» **WHAT THE TASK ASKS**: Please copy every line from the following entries in which the word "PdfError" appears.

» **SUPPLIED INFORMATION**:
● ● ●
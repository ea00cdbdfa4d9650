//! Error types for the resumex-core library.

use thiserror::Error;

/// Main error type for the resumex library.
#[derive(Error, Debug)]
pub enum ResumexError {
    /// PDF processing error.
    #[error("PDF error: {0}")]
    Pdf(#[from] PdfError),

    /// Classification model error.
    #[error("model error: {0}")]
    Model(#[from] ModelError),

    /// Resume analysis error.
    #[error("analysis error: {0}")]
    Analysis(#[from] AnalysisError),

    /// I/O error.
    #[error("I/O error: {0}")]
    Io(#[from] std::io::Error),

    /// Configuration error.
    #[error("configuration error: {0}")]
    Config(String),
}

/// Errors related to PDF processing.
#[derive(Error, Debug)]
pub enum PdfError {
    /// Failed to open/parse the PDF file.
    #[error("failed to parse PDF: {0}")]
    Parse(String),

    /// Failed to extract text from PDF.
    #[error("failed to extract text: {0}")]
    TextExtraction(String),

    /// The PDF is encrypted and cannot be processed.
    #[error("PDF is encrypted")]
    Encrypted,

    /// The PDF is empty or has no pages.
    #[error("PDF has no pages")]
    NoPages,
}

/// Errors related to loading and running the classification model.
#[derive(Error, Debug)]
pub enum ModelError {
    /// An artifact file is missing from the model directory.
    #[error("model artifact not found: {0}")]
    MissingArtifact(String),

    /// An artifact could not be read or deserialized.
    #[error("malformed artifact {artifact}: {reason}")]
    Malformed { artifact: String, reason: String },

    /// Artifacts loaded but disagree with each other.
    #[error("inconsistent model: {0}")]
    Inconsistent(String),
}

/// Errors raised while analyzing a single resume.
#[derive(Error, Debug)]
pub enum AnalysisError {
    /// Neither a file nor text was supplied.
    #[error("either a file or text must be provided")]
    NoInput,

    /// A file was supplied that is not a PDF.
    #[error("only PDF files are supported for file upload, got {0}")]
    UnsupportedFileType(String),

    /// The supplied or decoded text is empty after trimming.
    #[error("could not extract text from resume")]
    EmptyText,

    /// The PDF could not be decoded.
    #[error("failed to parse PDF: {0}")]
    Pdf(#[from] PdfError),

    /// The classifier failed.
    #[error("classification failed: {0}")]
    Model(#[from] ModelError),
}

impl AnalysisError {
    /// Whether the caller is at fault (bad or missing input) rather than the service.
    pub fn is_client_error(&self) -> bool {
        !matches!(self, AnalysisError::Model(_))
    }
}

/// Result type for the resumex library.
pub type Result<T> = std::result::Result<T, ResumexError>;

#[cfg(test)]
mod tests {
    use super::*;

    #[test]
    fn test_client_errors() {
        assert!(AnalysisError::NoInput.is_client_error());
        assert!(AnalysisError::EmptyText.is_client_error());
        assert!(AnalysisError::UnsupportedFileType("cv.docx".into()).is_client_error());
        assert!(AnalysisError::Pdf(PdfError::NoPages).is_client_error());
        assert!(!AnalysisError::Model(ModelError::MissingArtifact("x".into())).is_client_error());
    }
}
● ● ●
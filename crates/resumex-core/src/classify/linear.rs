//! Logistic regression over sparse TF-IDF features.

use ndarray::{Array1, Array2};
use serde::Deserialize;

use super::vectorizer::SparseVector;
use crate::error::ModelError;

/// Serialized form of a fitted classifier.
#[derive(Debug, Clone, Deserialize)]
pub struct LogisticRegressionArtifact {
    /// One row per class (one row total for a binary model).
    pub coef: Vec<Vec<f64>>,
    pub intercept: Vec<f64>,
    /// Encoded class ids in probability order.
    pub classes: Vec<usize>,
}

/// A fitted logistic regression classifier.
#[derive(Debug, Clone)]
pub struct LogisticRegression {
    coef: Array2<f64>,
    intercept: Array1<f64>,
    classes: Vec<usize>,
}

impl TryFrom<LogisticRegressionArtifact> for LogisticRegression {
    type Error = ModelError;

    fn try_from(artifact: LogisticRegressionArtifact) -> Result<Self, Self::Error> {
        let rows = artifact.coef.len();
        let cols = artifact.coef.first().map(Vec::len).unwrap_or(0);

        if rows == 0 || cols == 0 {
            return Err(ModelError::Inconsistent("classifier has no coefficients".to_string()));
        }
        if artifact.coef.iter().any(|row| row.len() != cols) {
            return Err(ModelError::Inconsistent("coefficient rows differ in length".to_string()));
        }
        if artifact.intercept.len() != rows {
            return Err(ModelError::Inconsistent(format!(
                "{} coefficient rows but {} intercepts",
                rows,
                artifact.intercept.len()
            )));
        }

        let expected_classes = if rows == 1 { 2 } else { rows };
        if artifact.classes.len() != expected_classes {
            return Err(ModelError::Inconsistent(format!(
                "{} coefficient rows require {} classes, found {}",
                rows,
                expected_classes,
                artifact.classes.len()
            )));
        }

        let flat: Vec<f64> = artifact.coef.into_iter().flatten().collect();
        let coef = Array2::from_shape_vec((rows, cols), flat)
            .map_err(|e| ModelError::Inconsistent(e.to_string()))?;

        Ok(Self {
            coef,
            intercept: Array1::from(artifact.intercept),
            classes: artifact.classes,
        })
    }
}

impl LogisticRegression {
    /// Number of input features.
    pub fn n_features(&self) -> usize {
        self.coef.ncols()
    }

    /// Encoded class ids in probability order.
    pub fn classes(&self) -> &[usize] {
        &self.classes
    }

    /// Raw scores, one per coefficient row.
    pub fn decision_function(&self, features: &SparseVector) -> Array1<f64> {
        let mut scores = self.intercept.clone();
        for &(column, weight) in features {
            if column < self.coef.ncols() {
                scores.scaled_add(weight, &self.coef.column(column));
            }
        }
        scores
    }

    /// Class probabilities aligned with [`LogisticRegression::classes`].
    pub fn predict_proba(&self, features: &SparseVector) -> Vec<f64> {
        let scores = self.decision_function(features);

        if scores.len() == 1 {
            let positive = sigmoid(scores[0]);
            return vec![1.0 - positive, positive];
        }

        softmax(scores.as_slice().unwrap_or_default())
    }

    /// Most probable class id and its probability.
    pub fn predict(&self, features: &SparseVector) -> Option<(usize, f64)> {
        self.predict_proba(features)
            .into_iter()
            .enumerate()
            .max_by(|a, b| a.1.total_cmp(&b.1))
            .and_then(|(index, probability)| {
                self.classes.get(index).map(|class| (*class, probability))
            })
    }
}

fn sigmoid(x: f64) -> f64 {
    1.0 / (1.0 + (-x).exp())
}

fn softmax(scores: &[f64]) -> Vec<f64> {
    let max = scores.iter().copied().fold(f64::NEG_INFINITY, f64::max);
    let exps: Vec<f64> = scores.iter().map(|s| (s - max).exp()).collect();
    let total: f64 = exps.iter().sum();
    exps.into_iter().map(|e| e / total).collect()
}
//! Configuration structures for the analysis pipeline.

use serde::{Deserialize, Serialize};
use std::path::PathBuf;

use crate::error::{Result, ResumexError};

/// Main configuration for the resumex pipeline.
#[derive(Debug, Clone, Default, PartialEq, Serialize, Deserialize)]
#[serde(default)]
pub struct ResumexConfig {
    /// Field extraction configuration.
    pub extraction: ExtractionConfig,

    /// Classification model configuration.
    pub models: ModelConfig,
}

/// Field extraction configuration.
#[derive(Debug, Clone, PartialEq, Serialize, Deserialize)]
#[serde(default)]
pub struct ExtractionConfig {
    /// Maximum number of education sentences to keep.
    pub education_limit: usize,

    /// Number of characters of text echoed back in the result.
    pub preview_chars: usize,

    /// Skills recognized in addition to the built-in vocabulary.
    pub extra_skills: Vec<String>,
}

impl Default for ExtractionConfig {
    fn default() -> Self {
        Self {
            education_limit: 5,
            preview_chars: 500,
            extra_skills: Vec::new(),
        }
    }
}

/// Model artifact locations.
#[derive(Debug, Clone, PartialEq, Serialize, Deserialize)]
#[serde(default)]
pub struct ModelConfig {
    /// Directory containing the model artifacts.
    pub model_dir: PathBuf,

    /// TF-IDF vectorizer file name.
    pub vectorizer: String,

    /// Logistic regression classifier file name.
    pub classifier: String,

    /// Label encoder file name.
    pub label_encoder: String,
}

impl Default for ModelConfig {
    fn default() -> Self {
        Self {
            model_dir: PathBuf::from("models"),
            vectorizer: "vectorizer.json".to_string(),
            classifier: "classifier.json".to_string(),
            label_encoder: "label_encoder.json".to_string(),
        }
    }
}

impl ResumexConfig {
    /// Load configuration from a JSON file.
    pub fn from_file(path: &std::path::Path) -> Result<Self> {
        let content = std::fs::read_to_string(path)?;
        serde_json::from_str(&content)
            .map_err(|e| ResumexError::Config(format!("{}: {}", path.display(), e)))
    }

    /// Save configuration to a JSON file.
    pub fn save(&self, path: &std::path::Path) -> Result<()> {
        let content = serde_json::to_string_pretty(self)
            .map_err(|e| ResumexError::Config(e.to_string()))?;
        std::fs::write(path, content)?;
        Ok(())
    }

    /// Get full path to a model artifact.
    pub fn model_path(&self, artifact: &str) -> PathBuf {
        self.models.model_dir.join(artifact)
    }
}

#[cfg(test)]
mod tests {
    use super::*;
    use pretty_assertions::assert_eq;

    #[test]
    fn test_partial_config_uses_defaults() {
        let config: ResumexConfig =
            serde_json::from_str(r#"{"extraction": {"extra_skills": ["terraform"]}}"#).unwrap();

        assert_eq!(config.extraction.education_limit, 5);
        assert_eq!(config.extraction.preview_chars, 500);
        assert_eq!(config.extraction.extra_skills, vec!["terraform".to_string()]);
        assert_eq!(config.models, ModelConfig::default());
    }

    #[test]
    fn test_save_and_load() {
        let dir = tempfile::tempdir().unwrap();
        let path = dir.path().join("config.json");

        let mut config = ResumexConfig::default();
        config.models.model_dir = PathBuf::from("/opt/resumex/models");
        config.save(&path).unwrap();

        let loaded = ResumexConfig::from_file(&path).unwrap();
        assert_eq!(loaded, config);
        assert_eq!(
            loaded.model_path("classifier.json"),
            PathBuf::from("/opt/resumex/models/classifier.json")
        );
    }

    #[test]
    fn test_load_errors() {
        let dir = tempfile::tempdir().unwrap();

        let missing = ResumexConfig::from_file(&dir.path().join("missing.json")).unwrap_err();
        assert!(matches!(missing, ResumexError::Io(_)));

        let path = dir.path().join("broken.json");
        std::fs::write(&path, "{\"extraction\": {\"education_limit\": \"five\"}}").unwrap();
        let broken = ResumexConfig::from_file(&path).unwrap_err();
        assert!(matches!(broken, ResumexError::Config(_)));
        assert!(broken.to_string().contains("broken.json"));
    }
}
● ● ●
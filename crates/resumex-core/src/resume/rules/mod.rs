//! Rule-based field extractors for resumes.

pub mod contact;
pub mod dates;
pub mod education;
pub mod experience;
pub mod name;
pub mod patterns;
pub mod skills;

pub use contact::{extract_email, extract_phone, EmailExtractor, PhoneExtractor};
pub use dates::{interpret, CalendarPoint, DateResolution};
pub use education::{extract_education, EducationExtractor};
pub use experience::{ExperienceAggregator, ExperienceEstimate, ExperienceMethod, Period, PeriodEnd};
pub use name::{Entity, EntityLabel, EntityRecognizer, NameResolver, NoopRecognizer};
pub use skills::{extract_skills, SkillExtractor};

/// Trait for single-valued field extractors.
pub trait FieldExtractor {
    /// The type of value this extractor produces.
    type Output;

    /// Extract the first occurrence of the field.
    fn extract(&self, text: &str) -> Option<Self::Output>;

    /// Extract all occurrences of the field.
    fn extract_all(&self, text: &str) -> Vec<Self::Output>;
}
● ● ●
» **FINISHED EXERCISE**:
    Pdf(#[from] PdfError),
pub enum PdfError {
    Pdf(#[from] PdfError),
        assert!(AnalysisError::Pdf(PdfError::NoPages).is_client_error());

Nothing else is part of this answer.